XVI Pedicabo eam (Neanderthal), Wednesday, 29 July 2020 04:27 (three years ago) link

Landlords are 99% total shit.

Last place I lived had black mold, ancient baseboard heating that drove electric costs up to $350/month for a 1/br if we wanted to keep it relatively warm in winter, and leaks that ruined part of my record collection. None of this was visible on tour of the apartment.

We raised the issues with documentation numerous times. No response, or "Yeah, we'll get that fixed," and then nothing.

Eventually, we just said fuck it, put a down payment on a place, and told that landlord to keep the security deposit, but we were not paying three months worth of rent because of his negligence. Included pictures, documentation of our documentation, etc. Got an email back saying, "okay!" and never heard from them again...

Turns out (surprise!) they're total slumlords and have been renting out nearly uninhabitable properties for years and years. One of the other properties they rent had an *entire bathroom* fall through a rotting ceiling.

blue light or electric light (the table is the table), Wednesday, 29 July 2020 15:14 (three years ago) link

But this is all to say: I have had one kind landlord in my entire life. The crisis of evictions that this country is going to see in the coming months is desperate and despicable and could easily be mitigated by rent cancellation.

blue light or electric light (the table is the table), Wednesday, 29 July 2020 15:15 (three years ago) link

I had one fantastic landlord and the reason I left is because a) the traffic in that area was bad, b) I wanted my own place

I miss that landlord so much, because as stated above, that's an anomaly.

XVI Pedicabo eam (Neanderthal), Wednesday, 29 July 2020 15:22 (three years ago) link

The crisis of evictions that this country is going to see in the coming months is desperate and despicable and could easily be mitigated by rent cancellation.

agreed! I think that is why we, er, at least I, am thinking about this "landlord bailout" idea ... not as a "oh poor landlords" but as a "what can we do realistically to keep landlords from evicting tenants" ... the key word here is "realistically".

sarahell, Wednesday, 29 July 2020 17:02 (three years ago) link

forbid them from evicting their tenants

all cats are beautiful (silby), Wednesday, 29 July 2020 17:03 (three years ago) link

Aren't those houses either going to be purchased and put back on the rental market or purchased by people who otherwise couldn't buy/drive down house prices overall opening the market to people who were renting, which then frees up rental stock?

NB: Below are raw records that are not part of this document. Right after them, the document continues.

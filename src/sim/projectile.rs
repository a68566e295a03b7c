//! Projectiles: straight, arcing and homing shots
//!
//! A projectile checks its target list in order each tick and applies the
//! first qualifying hit only, then dies.

use std::ops::Range;

use serde::{Deserialize, Serialize};

use super::boss::Boss;
use super::collision::{circle_vs_rect, within_radius};
use super::enemy::{Enemy, EnemyKind};
use super::entity::{Body, Entity, TargetKind, TargetRef, first_free};
use super::platform::Platform;
use super::player::Player;
use super::state::SimEvent;
use super::vector::{Vector2, VectorExt, heading};
use crate::error::SimError;
use crate::tuning::{Playfield, PhysicsTuning};

/// Motion profile, fixed when the pool is built
#[derive(Debug, Clone, PartialEq, Serialize, Deserialize)]
pub enum ProjectileKind {
    /// Constant direction scaled by `speed`
    Straight,
    /// Ballistic; hatches a ground enemy from `spawn_pool` when it lands on a platform
    Arcing { drift: f64, spawn_pool: Range<usize> },
    /// Steers toward the last target for `window` ticks, accelerating forever
    Homing {
        window: u64,
        /// Maximum turn per tick (radians)
        turn: f64,
        acceleration: f64,
    },
}

#[derive(Debug, Clone, Serialize, Deserialize)]
pub struct Projectile {
    pub body: Entity,
    pub kind: ProjectileKind,
    pub speed: f64,
    pub power: i32,
    pub targets: Vec<TargetRef>,
}

/// Mutable view of everything a projectile can hit this tick
pub struct Targets<'a> {
    pub player: &'a mut Player,
    pub boss: &'a mut Boss,
    pub enemies: &'a mut [Enemy],
    pub platforms: &'a [Platform],
    pub playfield: &'a Playfield,
    pub events: &'a mut Vec<SimEvent>,
}

impl Projectile {
    /// Build a pool slot; an empty target list (or empty spawn pool) is rejected
    pub fn new(
        kind: ProjectileKind,
        width: f64,
        height: f64,
        targets: Vec<TargetRef>,
        physics: &PhysicsTuning,
    ) -> Result<Self, SimError> {
        if targets.is_empty() {
            return Err(SimError::EmptyTargetList);
        }
        if let ProjectileKind::Arcing { spawn_pool, .. } = &kind {
            if spawn_pool.is_empty() {
                return Err(SimError::EmptySpawnPool);
            }
        }
        Ok(Self {
            body: Entity::new(width, height, physics),
            kind,
            speed: 1.0,
            power: 1,
            targets,
        })
    }

    /// Default speed used when a launcher does not pass one
    pub fn with_speed(mut self, speed: f64) -> Self {
        self.speed = speed;
        self
    }

    /// Activate this slot
    ///
    /// Non-positive `speed` or `power` keep the slot's previous value.
    /// Straight shots head right and arcing shots start their lob; homing
    /// shots keep whatever vector the launcher sets afterwards.
    pub fn place(&mut self, position: Vector2, speed: f64, power: i32) {
        let vector = self.body.vector;
        self.body.reset_for_spawn(position, 1);
        if speed > 0.0 {
            self.speed = speed;
        }
        if power > 0 {
            self.power = power;
        }
        self.body.vector = match &self.kind {
            ProjectileKind::Straight => Vector2::new(1.0, 0.0),
            ProjectileKind::Arcing { drift, .. } => Vector2::new(-drift, self.speed),
            ProjectileKind::Homing { .. } => vector,
        };
    }

    pub fn update(&mut self, targets: &mut Targets<'_>) {
        if !self.body.is_alive() {
            return;
        }
        if targets
            .playfield
            .is_outside_expanded(self.body.position, self.body.width, self.body.height)
        {
            self.body.life = 0;
            return;
        }

        match self.kind {
            ProjectileKind::Straight => {
                self.body.translate(self.body.vector * self.speed);
            }
            ProjectileKind::Arcing { .. } => {
                self.body.vector.y += self.body.gravity;
                self.body.advance();
            }
            ProjectileKind::Homing {
                window,
                turn,
                acceleration,
            } => {
                if self.body.frame < window {
                    let aim = self.targets.last().and_then(|t| target_position(*t, targets));
                    if let Some(aim) = aim {
                        self.steer_toward(aim, turn);
                    }
                }
                self.speed += acceleration;
                self.body.translate(self.body.vector * self.speed);
                self.body.angle = heading(self.body.vector);
            }
        }

        self.resolve_hits(targets);

        if matches!(self.kind, ProjectileKind::Homing { .. }) {
            self.body.frame += 1;
        }
    }

    /// Rotate the heading by at most `turn` toward `aim`
    fn steer_toward(&mut self, aim: Vector2, turn: f64) {
        let to_target = (aim - self.body.position).normalized();
        self.body.vector = self.body.vector.normalized();
        let side = self.body.vector.cross(to_target);
        if side > 0.0 {
            self.body.vector = self.body.vector.rotated(turn);
        } else if side < 0.0 {
            self.body.vector = self.body.vector.rotated(-turn);
        }
    }

    fn resolve_hits(&mut self, targets: &mut Targets<'_>) {
        for i in 0..self.targets.len() {
            if !self.body.is_alive() {
                return;
            }
            match self.targets[i] {
                TargetRef::Player => self.hit_player(targets.player, targets.events),
                TargetRef::Boss => self.hit_boss(targets.boss, targets.events),
                TargetRef::Enemy(index) => {
                    if let Some(enemy) = targets.enemies.get_mut(index) {
                        self.hit_enemy(enemy, targets.events);
                    }
                }
                TargetRef::Platform(index) => {
                    if let Some(platform) = targets.platforms.get(index) {
                        self.hit_platform(platform, targets.enemies);
                    }
                }
            }
        }
    }

    fn hit_player(&mut self, player: &mut Player, events: &mut Vec<SimEvent>) {
        let body = &player.body;
        if !body.is_alive() {
            return;
        }
        let radius = (self.body.width + body.width) / 4.0;
        if !within_radius(self.body.position, body.position, radius) {
            return;
        }
        if player.is_damaged || player.is_entering {
            return;
        }
        player.take_damage(self.power);
        events.push(SimEvent::PlayerDamaged { damage: self.power });
        self.body.life = 0;
    }

    fn hit_boss(&mut self, boss: &mut Boss, events: &mut Vec<SimEvent>) {
        if !boss.body.is_alive() || !self.overlaps_box(&boss.body) {
            return;
        }
        boss.body.life -= self.power;
        if !boss.body.is_alive() {
            log::debug!("Boss destroyed");
            boss.body.begin_death();
            events.push(SimEvent::Killed {
                kind: TargetKind::Boss,
            });
        }
        self.body.life = 0;
    }

    fn hit_enemy(&mut self, enemy: &mut Enemy, events: &mut Vec<SimEvent>) {
        if !enemy.body.is_alive() {
            return;
        }
        match enemy.kind {
            EnemyKind::Ground { .. } => {
                let radius = (self.body.width + enemy.body.width) / 4.0;
                if !within_radius(self.body.position, enemy.body.position, radius) {
                    return;
                }
                // Any hit downs a walker, whatever life it had left
                enemy.body.life = (enemy.body.life - self.power).min(0);
                enemy.body.begin_death();
                log::debug!("Ground enemy downed at {:?}", enemy.body.position);
                events.push(SimEvent::Killed {
                    kind: TargetKind::GroundEnemy,
                });
                self.body.life = 0;
            }
            EnemyKind::Flying { .. } => {
                if !self.overlaps_box(&enemy.body) {
                    return;
                }
                enemy.body.life -= self.power;
                if !enemy.body.is_alive() {
                    enemy.body.begin_death();
                    log::debug!("Flying enemy downed at {:?}", enemy.body.position);
                    events.push(SimEvent::Killed {
                        kind: TargetKind::FlyingEnemy,
                    });
                }
                self.body.life = 0;
            }
            EnemyKind::Dust => {}
        }
    }

    fn hit_platform(&mut self, platform: &Platform, enemies: &mut [Enemy]) {
        let block = &platform.body;
        if !block.is_alive() || !self.overlaps_box(block) {
            return;
        }
        if let ProjectileKind::Arcing { spawn_pool, .. } = &self.kind {
            let x = self.body.position.x;
            if let Some(slot) = enemies.get_mut(spawn_pool.clone()) {
                match first_free(slot) {
                    Some(index) => {
                        let enemy = &mut slot[index];
                        let position = platform.resting_position(x, enemy.body.height);
                        enemy.place(position, 1);
                    }
                    None => log::trace!("No free enemy slot for a hatching shot"),
                }
            }
        }
        self.body.life = 0;
    }

    fn overlaps_box(&self, other: &Entity) -> bool {
        circle_vs_rect(
            self.body.position,
            self.body.width / 2.0,
            other.position,
            other.width,
            other.height,
        )
    }
}

impl Body for Projectile {
    fn body(&self) -> &Entity {
        &self.body
    }

    fn body_mut(&mut self) -> &mut Entity {
        &mut self.body
    }
}

fn target_position(target: TargetRef, targets: &Targets<'_>) -> Option<Vector2> {
    match target {
        TargetRef::Player => Some(targets.player.body.position),
        TargetRef::Boss => Some(targets.boss.body.position),
        TargetRef::Enemy(index) => targets.enemies.get(index).map(|e| e.body.position),
        TargetRef::Platform(index) => targets.platforms.get(index).map(|p| p.body.position),
    }
}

hahah ... ok i will stop laughing ... it probably is different in parts of the country that aren't NYC or the SF Bay Area or similarly expensive areas with an already existing lack of affordable housing (and some would argue housing in general) --

besides the delays that man alive mentions (where the property is vacant for a significant period of time), oftentimes these houses end up purchased by investment companies and remain vacant for even longer because the companies don't see the house as a "house" they see it as an asset in their portfolio, much like shares of stock, they can hold or sell or use whenever, they don't have the same economic incentive to rent it or sell it the way a small investor would ... this was the whole set up for the Oakland "Moms 4 Housing" incident (I think there was a version in LA too) where homeless families commandeered a vacant house.

sarahell, Wednesday, 29 July 2020 17:11 (three years ago) link

Yeah, if we didn't have corruption and manipulation of the housing market, prices would've gone down... but of course not. I read a report that said it actually took 18 months for the 2008 crash to actually see prices lower.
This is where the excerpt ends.